Paris, November 13th, suicide bombings, direct assaults: 129 dead, more than 300 injured

In just two days last week, that’s the carnage from the Islamic State’s (Daesh’s) war on anyone (including moderate Muslims) who does not give complete fealty to their insane brand of radical Islam. It was the bloodiest 48 hours of terror and terrorism in recent memory. 

We felt deep sadness.  We were outraged.  We are now very angry and so we want to do something, anything in response. 
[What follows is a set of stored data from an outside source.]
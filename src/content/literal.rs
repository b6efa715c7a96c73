//! PDF literal strings.
//!
//! Literal strings are enclosed in `(` and `)` (ISO 32000-1:2008, 7.3.4.2).
//! They can contain balanced nested parentheses and backslash escapes.
//! Scanning and unescaping are kept separate: the scanner returns raw bytes
//! and [`unescape_literal`] turns them into text.

use std::collections::VecDeque;

/// Literals longer than this are treated as unterminated.
pub const MAX_LITERAL_LEN: usize = 32 * 1024;

/// Matching parentheses of a buffer, found in one pass.
///
/// Every `(` that closes within [`MAX_LITERAL_LEN`] bytes is paired with its
/// `)`. Nesting is balanced, and a backslash hides the byte after it, so
/// `(a\)b)` is a single literal. A `(` without an entry is unterminated, as
/// is a `(` that is itself escaped.
///
/// Building the index is linear in the buffer length. Lookups are a binary
/// search, so a scan over the buffer never re-reads bytes looking for a close.
///
/// # Examples
///
/// ```
/// use pdf_salvage::content::LiteralIndex;
///
/// let data = b"(a (b) c) Tj (open";
/// let index = LiteralIndex::new(data);
/// assert_eq!(index.literal_at(data, 0), Some((&b"a (b) c"[..], 9)));
/// assert_eq!(index.close_of(3), Some(5));
/// assert_eq!(index.close_of(13), None);
/// ```
#[derive(Debug, Clone, Default)]
pub struct LiteralIndex {
    // (open, close), sorted by open
    pairs: Vec<(usize, usize)>,
}

impl LiteralIndex {
    /// Pair up the parentheses of `data`.
    pub fn new(data: &[u8]) -> Self {
        let mut pairs = Vec::new();
        let mut open: VecDeque<usize> = VecDeque::new();
        let mut pos = 0;

        while pos < data.len() {
            match data[pos] {
                b'\\' => {
                    pos += 2;
                    continue;
                },
                b'(' => open.push_back(pos),
                b')' => {
                    if let Some(start) = open.pop_back() {
                        if pos - start - 1 < MAX_LITERAL_LEN {
                            pairs.push((start, pos));
                        }
                    }
                },
                _ => {},
            }

            // Opens this far back can no longer close within the cap
            while let Some(&start) = open.front() {
                if pos - start < MAX_LITERAL_LEN {
                    break;
                }
                open.pop_front();
            }
            pos += 1;
        }

        pairs.sort_unstable();
        Self { pairs }
    }

    /// Position of the `)` closing the `(` at `open`.
    pub fn close_of(&self, open: usize) -> Option<usize> {
        self.pairs
            .binary_search_by_key(&open, |&(start, _)| start)
            .ok()
            .map(|i| self.pairs[i].1)
    }

    /// The raw content of the literal opening at `open`, and the position
    /// just past its closing parenthesis.
    ///
    /// `data` must be the buffer the index was built from.
    pub fn literal_at<'a>(&self, data: &'a [u8], open: usize) -> Option<(&'a [u8], usize)> {
        let close = self.close_of(open)?;
        Some((&data[open + 1..close], close + 1))
    }
}

/// Decode the escape sequences of a raw literal string into bytes.
///
/// Escapes, applied left to right:
/// - `\n` `\r` `\t` `\b` `\f` → the control character
/// - `\(` `\)` `\\` → the character itself
/// - `\ddd` (1-3 octal digits) → the byte with that value (wrapping past 0o377)
/// - any other `\X` → `X` (the backslash is dropped)
///
/// A lone backslash at the end of input is dropped.
///
/// # Examples
///
/// ```
/// use pdf_salvage::content::decode_literal_escapes;
///
/// assert_eq!(decode_literal_escapes(b"Section \\247 2"), b"Section \xa7 2");
/// assert_eq!(decode_literal_escapes(b"\\(a\\)"), b"(a)");
/// ```
pub fn decode_literal_escapes(raw: &[u8]) -> Vec<u8> {
    let mut result = Vec::with_capacity(raw.len());
    let mut i = 0;

    while i < raw.len() {
        let byte = raw[i];
        if byte != b'\\' {
            result.push(byte);
            i += 1;
            continue;
        }

        let Some(&next) = raw.get(i + 1) else {
            break;
        };

        match next {
            b'n' => result.push(b'\n'),
            b'r' => result.push(b'\r'),
            b't' => result.push(b'\t'),
            b'b' => result.push(0x08),
            b'f' => result.push(0x0C),
            b'0'..=b'7' => {
                let mut value = 0u32;
                let mut len = 0;
                while len < 3 {
                    match raw.get(i + 1 + len) {
                        Some(&digit) if (b'0'..=b'7').contains(&digit) => {
                            value = value * 8 + u32::from(digit - b'0');
                            len += 1;
                        },
                        _ => break,
                    }
                }
                result.push((value & 0xFF) as u8);
                i += 1 + len;
                continue;
            },
            // \( \) \\ and unknown escapes all yield the escaped byte
            other => result.push(other),
        }
        i += 2;
    }

    result
}

/// Unescape a raw literal string and decode it as UTF-8.
///
/// Invalid UTF-8 is replaced with U+FFFD; this never fails.
pub fn unescape_literal(raw: &[u8]) -> String {
    String::from_utf8_lossy(&decode_literal_escapes(raw)).into_owned()
}

#[cfg(test)]
mod tests {
    use super::*;

    fn literal(data: &[u8]) -> Option<(&[u8], &[u8])> {
        let (raw, end) = LiteralIndex::new(data).literal_at(data, 0)?;
        Some((raw, &data[end..]))
    }

    #[test]
    fn test_index_simple_literal() {
        let (raw, rest) = literal(b"(Hello) Tj").unwrap();
        assert_eq!(raw, b"Hello");
        assert_eq!(rest, b" Tj");
    }

    #[test]
    fn test_index_nested_parentheses() {
        let (raw, rest) = literal(b"(a (b) c)x").unwrap();
        assert_eq!(raw, b"a (b) c");
        assert_eq!(rest, b"x");
    }

    #[test]
    fn test_index_escaped_parentheses() {
        let (raw, rest) = literal(b"(a\\)b\\(c)").unwrap();
        assert_eq!(raw, b"a\\)b\\(c");
        assert!(rest.is_empty());
    }

    #[test]
    fn test_index_escaped_backslash_before_close() {
        let (raw, _) = literal(b"(dir\\\\)rest").unwrap();
        assert_eq!(raw, b"dir\\\\");
    }

    #[test]
    fn test_index_empty_literal() {
        let (raw, rest) = literal(b"()Tj").unwrap();
        assert!(raw.is_empty());
        assert_eq!(rest, b"Tj");
    }

    #[test]
    fn test_index_unterminated() {
        assert!(literal(b"(never closed").is_none());
        assert!(literal(b"no paren").is_none());

        let data = b"(a (b)";
        let index = LiteralIndex::new(data);
        assert_eq!(index.close_of(0), None);
        assert_eq!(index.close_of(3), Some(5));
    }

    #[test]
    fn test_index_escaped_open_is_not_a_literal() {
        let data = b"\\(a) (b)";
        let index = LiteralIndex::new(data);
        assert_eq!(index.close_of(1), None);
        assert_eq!(index.close_of(5), Some(7));
    }

    #[test]
    fn test_index_length_cap() {
        let mut data = vec![b'('];
        data.extend(std::iter::repeat(b'a').take(MAX_LITERAL_LEN + 10));
        data.push(b')');
        assert!(literal(&data).is_none());

        let mut data = vec![b'('];
        data.extend(std::iter::repeat(b'a').take(MAX_LITERAL_LEN - 1));
        data.push(b')');
        assert_eq!(literal(&data).unwrap().0.len(), MAX_LITERAL_LEN - 1);
    }

    #[test]
    fn test_index_long_run_of_opens() {
        let mut data = vec![b'('; 1 << 20];
        data.extend_from_slice(b"x)");

        let index = LiteralIndex::new(&data);
        let last = data.len() - 3;
        assert_eq!(index.close_of(last), Some(data.len() - 1));
        assert_eq!(index.close_of(0), None);
    }

    #[test]
    fn test_unescape_standard_escapes() {
        assert_eq!(unescape_literal(b"\\(\\)\\\\\\n\\101"), "()\\\nA");
        assert_eq!(unescape_literal(b"a\\tb\\rc"), "a\tb\rc");
        assert_eq!(decode_literal_escapes(b"\\b\\f"), vec![0x08, 0x0C]);
    }

    #[test]
    fn test_unescape_octal_lengths() {
        assert_eq!(decode_literal_escapes(b"\\0"), vec![0]);
        assert_eq!(decode_literal_escapes(b"\\53"), vec![b'+']);
        assert_eq!(decode_literal_escapes(b"\\1011"), vec![b'A', b'1']);
        assert_eq!(decode_literal_escapes(b"\\8"), vec![b'8']);
    }

    #[test]
    fn test_unescape_octal_overflow_wraps() {
        // 0o777 = 511 -> low byte 0xFF
        assert_eq!(decode_literal_escapes(b"\\777"), vec![0xFF]);
    }

    #[test]
    fn test_unescape_unknown_escape_drops_backslash() {
        assert_eq!(unescape_literal(b"\\q\\z"), "qz");
        assert_eq!(unescape_literal(b"a\\\nb"), "a\nb");
    }

    #[test]
    fn test_unescape_trailing_backslash() {
        assert_eq!(unescape_literal(b"abc\\"), "abc");
    }

    #[test]
    fn test_unescape_invalid_utf8_is_lossy() {
        assert_eq!(unescape_literal(b"caf\\351"), "caf\u{FFFD}");
        assert_eq!(unescape_literal("café".as_bytes()), "café");
    }

    #[test]
    fn test_unescape_passthrough() {
        assert_eq!(unescape_literal(b"plain text"), "plain text");
        assert_eq!(unescape_literal(b""), "");
    }
}
// Copyright (c) 2025-2026 Federico Hoerth <memparanoid@gmail.com>
// SPDX-License-Identifier: GPL-3.0-only
// See LICENSE in the repository root for full license text.

use core::fmt;
use std::sync::OnceLock;

use tracing::level_filters::LevelFilter;

/// Environment variable selecting the diagnostic level.
pub const LOG_ENV_VAR: &str = "TREQS_LOG";

static CURRENT: OnceLock<LogLevel> = OnceLock::new();

/// Diagnostic verbosity, ordered from silent to most verbose.
///
/// A level shows its own messages and those of every coarser level:
/// `Trace > Debug > Info > Warn > Off`.
#[derive(Debug, Clone, Copy, PartialEq, Eq, PartialOrd, Ord, Hash, Default)]
pub enum LogLevel {
    /// No diagnostic output.
    #[default]
    Off,
    /// Failures only.
    Warn,
    /// Classifications and failures.
    Info,
    /// Selection details.
    Debug,
    /// Entry and exit of every operation.
    Trace,
}

impl LogLevel {
    /// Parses a selector value. Unrecognized values yield [`LogLevel::Off`].
    pub fn parse(value: &str) -> Self {
        match value {
            "TRACE" => Self::Trace,
            "DEBUG" => Self::Debug,
            "INFO" => Self::Info,
            "WARN" => Self::Warn,
            _ => Self::Off,
        }
    }

    /// Reads `name` from the environment, without caching.
    pub fn from_env_var(name: &str) -> Self {
        std::env::var(name)
            .map(|value| Self::parse(&value))
            .unwrap_or(Self::Off)
    }

    /// Level selected by `TREQS_LOG` for this process.
    ///
    /// The variable is read on the first call; later changes to the
    /// environment are not observed.
    pub fn current() -> Self {
        *CURRENT.get_or_init(|| Self::from_env_var(LOG_ENV_VAR))
    }

    /// Returns `true` when messages of `level` are shown at `self`.
    pub fn enables(&self, level: LogLevel) -> bool {
        level != Self::Off && level <= *self
    }

    /// Equivalent `tracing` filter.
    pub fn as_level_filter(&self) -> LevelFilter {
        match self {
            Self::Off => LevelFilter::OFF,
            Self::Warn => LevelFilter::WARN,
            Self::Info => LevelFilter::INFO,
            Self::Debug => LevelFilter::DEBUG,
            Self::Trace => LevelFilter::TRACE,
        }
    }

    /// Selector value for this level; empty for [`LogLevel::Off`].
    pub fn as_str(&self) -> &'static str {
        match self {
            Self::Off => "",
            Self::Warn => "WARN",
            Self::Info => "INFO",
            Self::Debug => "DEBUG",
            Self::Trace => "TRACE",
        }
    }
}

impl fmt::Display for LogLevel {
    fn fmt(&self, f: &mut fmt::Formatter<'_>) -> fmt::Result {
        match self {
            Self::Off => f.write_str("OFF"),
            level => f.write_str(level.as_str()),
        }
    }
}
Yet before we do, consider this. Daesh’s attacks are all designed to get “us” to hate “them” and split the world into two warring camps, in the warped and barbaric hope of igniting World War III. The end of this world as we know it. That’s the ultimate goal of Daesh. A world aflame. They seek nothing less. That’s why what western governments and peoples choose to do in the days ahead is so fraught with danger. How will we respond?

Will we hate in response to the hatred and barbarity of Daesh?

Daesh is too small a movement to wage a conventional war.  They have no military infrastructure or heavy weaponry in the traditional sense, no western like government institutions. They control territory in the Middle East but their most powerful weapons are fear and an insane willingness to die for their beliefs, all in one hope: to start a global war.  As Daesh wrote in its English language magazine “Dabiq” in February 2015, "There is no grayzone in this crusade against the Islamic state....the world has split into two encampments: one for the people of faith, the other for the people of kufr (disbelief), all in preparation for the final malhamah (great war).”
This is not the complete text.